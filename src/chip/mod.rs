//! Chip planning and extraction.

mod extractor;
mod planner;

pub use extractor::{ChannelOrder, ChipImage, extract_chip};
pub use planner::{ChipGrid, ChipWindow, default_overlap, plan_chips};
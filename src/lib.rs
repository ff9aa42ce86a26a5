//! Geochip - tiled object detection over large geospatial rasters.
//!
//! A raster too large for a detector is cut into overlapping chips, each
//! chip is scored by an external detector, and the per-chip detections are
//! moved into the raster frame, merged across chip overlaps and optionally
//! clipped to a mask.

#![warn(missing_docs)]

pub mod aggregate;
pub mod chip;
pub mod cli;
pub mod config;
pub mod constants;
pub mod error;
pub mod geometry;
pub mod inference;
pub mod output;
pub mod pipeline;
pub mod raster;

use chip::{ChannelOrder, default_overlap};
use clap::Parser;
use cli::{Cli, Command, ConfigAction, PredictArgs};
use config::{Config, config_file_path, load_default_config, save_default_config};
use pipeline::{PipelineOptions, PredictRequest, predict};
use tracing::{info, warn};

pub use error::{Error, Result};

/// Main entry point for the geochip CLI.
pub fn run() -> Result<()> {
    let cli = Cli::parse();

    init_logging(cli.verbose, cli.quiet);

    // Remove scoped working directories on interrupt
    if let Err(e) = ctrlc::set_handler(|| {
        pipeline::cleanup_all_work_dirs();
        std::process::exit(130); // 128 + SIGINT(2)
    }) {
        warn!("Failed to install Ctrl+C handler: {e}");
    }

    match cli.command {
        Command::Config { action } => handle_config_command(action),
        Command::Predict(args) => {
            let config = load_default_config()?;
            let request = build_predict_request(&args, &config, cli.quiet)?;
            let summary = predict(&request)?;
            info!(
                "{} chips, {} raw detections, {} after merging, {} written",
                summary.chips,
                summary.raw_detections,
                summary.merged_detections,
                summary.final_detections
            );
            if let Some(dir) = summary.work_dir {
                info!("Intermediate files kept in {}", dir.display());
            }
            Ok(())
        }
    }
}

fn init_logging(verbose: u8, quiet: bool) {
    use tracing_subscriber::{EnvFilter, fmt};

    let filter_str = if quiet {
        "warn"
    } else {
        match verbose {
            0 => "info",
            1 => "debug",
            _ => "trace",
        }
    };

    let filter = EnvFilter::try_from_default_env().unwrap_or_else(|_| EnvFilter::new(filter_str));

    fmt().with_env_filter(filter).init();
}

/// Merge CLI arguments over configuration values.
///
/// Configuration problems are reported here, before any input is read.
pub fn build_predict_request(
    args: &PredictArgs,
    config: &Config,
    quiet: bool,
) -> Result<PredictRequest> {
    config::validate_config(config)?;
    let defaults = &config.defaults;

    let chip_size = args.chip_size.unwrap_or(defaults.chip_size);
    let overlap = args
        .overlap
        .or(defaults.overlap)
        .unwrap_or_else(|| default_overlap(chip_size));
    config::validate_chip_geometry(chip_size, overlap)?;

    let channel_order = match &args.channel_order {
        Some(bands) => ChannelOrder::from_slice(bands)?,
        None => defaults.channel_order,
    };

    let threads = args.threads.or(defaults.threads);
    if threads == Some(0) {
        return Err(Error::ConfigValidation {
            message: "threads must be at least 1".to_string(),
        });
    }

    let detector_program = args
        .detector
        .clone()
        .or_else(|| config.detector.program.clone())
        .ok_or(Error::DetectorNotConfigured)?;
    let detector_args = if args.detector_args.is_empty() {
        config.detector.args.clone()
    } else {
        args.detector_args.clone()
    };

    Ok(PredictRequest {
        inference_graph: args.inference_graph.clone(),
        label_map: args.label_map.clone(),
        images: args.images.clone(),
        output: args.output.clone(),
        debug_output: args.debug_output.clone(),
        mask: args.mask.clone(),
        format: args.format.unwrap_or(defaults.format),
        options: PipelineOptions {
            chip_size,
            overlap,
            channel_order,
            score_thresh: args.score_thresh.unwrap_or(defaults.score_thresh),
            merge_thresh: args.merge_thresh.unwrap_or(defaults.merge_thresh),
        },
        detector_program,
        detector_args,
        threads,
        work_root: args.work_dir.clone().or_else(|| config.paths.work_dir.clone()),
        save_temp: args.save_temp || defaults.save_temp,
        progress: !quiet && !args.no_progress,
    })
}

fn handle_config_command(action: ConfigAction) -> Result<()> {
    match action {
        ConfigAction::Init => {
            let path = config_file_path()?;
            if path.exists() {
                println!("Configuration file already exists: {}", path.display());
            } else {
                let saved_path = save_default_config(&Config::default())?;
                println!("Created configuration file: {}", saved_path.display());
                println!("\nNext steps:");
                println!("  set [detector] program in the file, then run");
                println!("  geochip predict <model> <labels.pbtxt> <image>... <output.geojson>");
            }
            Ok(())
        }
        ConfigAction::Show => {
            let config = load_default_config()?;
            let text = toml::to_string_pretty(&config)
                .map_err(|e| Error::ConfigSerialize { source: e })?;
            println!("{text}");
            Ok(())
        }
        ConfigAction::Path => {
            let path = config_file_path()?;
            println!("{}", path.display());
            Ok(())
        }
    }
}
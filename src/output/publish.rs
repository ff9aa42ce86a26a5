//! Atomic publishing of output files.
//!
//! Outputs are written to temporary files next to their targets and only
//! renamed into place once every output of a run has been written.

use crate::constants::work_files::TEMP_PREFIX;
use crate::error::{Error, Result};
use std::fs;
use std::path::{Path, PathBuf};
use tempfile::NamedTempFile;
use tracing::{debug, warn};

/// An output written to a temporary file, not yet visible at its target.
#[derive(Debug)]
pub struct StagedFile {
    file: NamedTempFile,
    target: PathBuf,
}

impl StagedFile {
    /// Reserve a temporary file in the target's directory.
    pub fn new(target: &Path) -> Result<Self> {
        let dir = match target.parent() {
            Some(parent) if !parent.as_os_str().is_empty() => parent.to_path_buf(),
            _ => PathBuf::from("."),
        };
        let file = tempfile::Builder::new()
            .prefix(&format!(".{TEMP_PREFIX}"))
            .tempfile_in(&dir)
            .map_err(|e| Error::OutputWrite {
                path: target.to_path_buf(),
                source: e,
            })?;
        Ok(Self {
            file,
            target: target.to_path_buf(),
        })
    }

    /// Where to write the content.
    pub fn path(&self) -> &Path {
        self.file.path()
    }

    /// Final location.
    pub fn target(&self) -> &Path {
        &self.target
    }
}

/// Move every staged file to its target.
///
/// If any rename fails, targets already published by this call are removed
/// and the remaining temporary files are discarded.
pub fn publish(staged: Vec<StagedFile>) -> Result<Vec<PathBuf>> {
    let mut published: Vec<PathBuf> = Vec::with_capacity(staged.len());
    for StagedFile { file, target } in staged {
        if let Err(e) = file.persist(&target) {
            for path in &published {
                if let Err(remove_err) = fs::remove_file(path) {
                    warn!("Failed to remove partial output {}: {}", path.display(), remove_err);
                }
            }
            return Err(Error::OutputWrite {
                path: target,
                source: e.error,
            });
        }
        debug!("Published {}", target.display());
        published.push(target);
    }
    Ok(published)
}

#[cfg(test)]
#[allow(clippy::unwrap_used)]
mod tests {
    use super::*;
    use tempfile::TempDir;

    #[test]
    fn test_publish_moves_files_into_place() {
        let dir = TempDir::new().unwrap();
        let target = dir.path().join("result.geojson");
        let staged = StagedFile::new(&target).unwrap();
        fs::write(staged.path(), "{}").unwrap();
        assert!(!target.exists());

        let published = publish(vec![staged]).unwrap();
        assert_eq!(published, vec![target.clone()]);
        assert_eq!(fs::read_to_string(&target).unwrap(), "{}");
    }

    #[test]
    fn test_failed_publish_removes_earlier_outputs() {
        let dir = TempDir::new().unwrap();
        let first = dir.path().join("a.geojson");
        let blocked = dir.path().join("occupied");
        fs::create_dir(&blocked).unwrap();
        fs::write(blocked.join("keep"), "x").unwrap();

        let a = StagedFile::new(&first).unwrap();
        fs::write(a.path(), "a").unwrap();
        let b = StagedFile::new(&blocked).unwrap();
        fs::write(b.path(), "b").unwrap();

        let err = publish(vec![a, b]);
        assert!(matches!(err, Err(Error::OutputWrite { .. })));
        assert!(!first.exists());
        assert!(blocked.join("keep").exists());
    }

    #[test]
    fn test_unpublished_staging_is_discarded() {
        let dir = TempDir::new().unwrap();
        let target = dir.path().join("never.csv");
        let staged = StagedFile::new(&target).unwrap();
        let temp_path = staged.path().to_path_buf();
        drop(staged);
        assert!(!temp_path.exists());
        assert!(!target.exists());
    }
}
= = = = =
▸ HOW TO COMPLETE THIS TASK:
Exactly repeat the lines above, from the opening line through the one with "filename src/lib.rs", and include nothing else.

▸ YOUR RESPONSE:
filename src/chip/mod.rs
//! Chip planning and extraction.

mod extractor;
mod planner;

pub use extractor::{ChannelOrder, ChipImage, extract_chip};
pub use planner::{ChipGrid, ChipWindow, default_overlap, plan_chips};
filename src/lib.rs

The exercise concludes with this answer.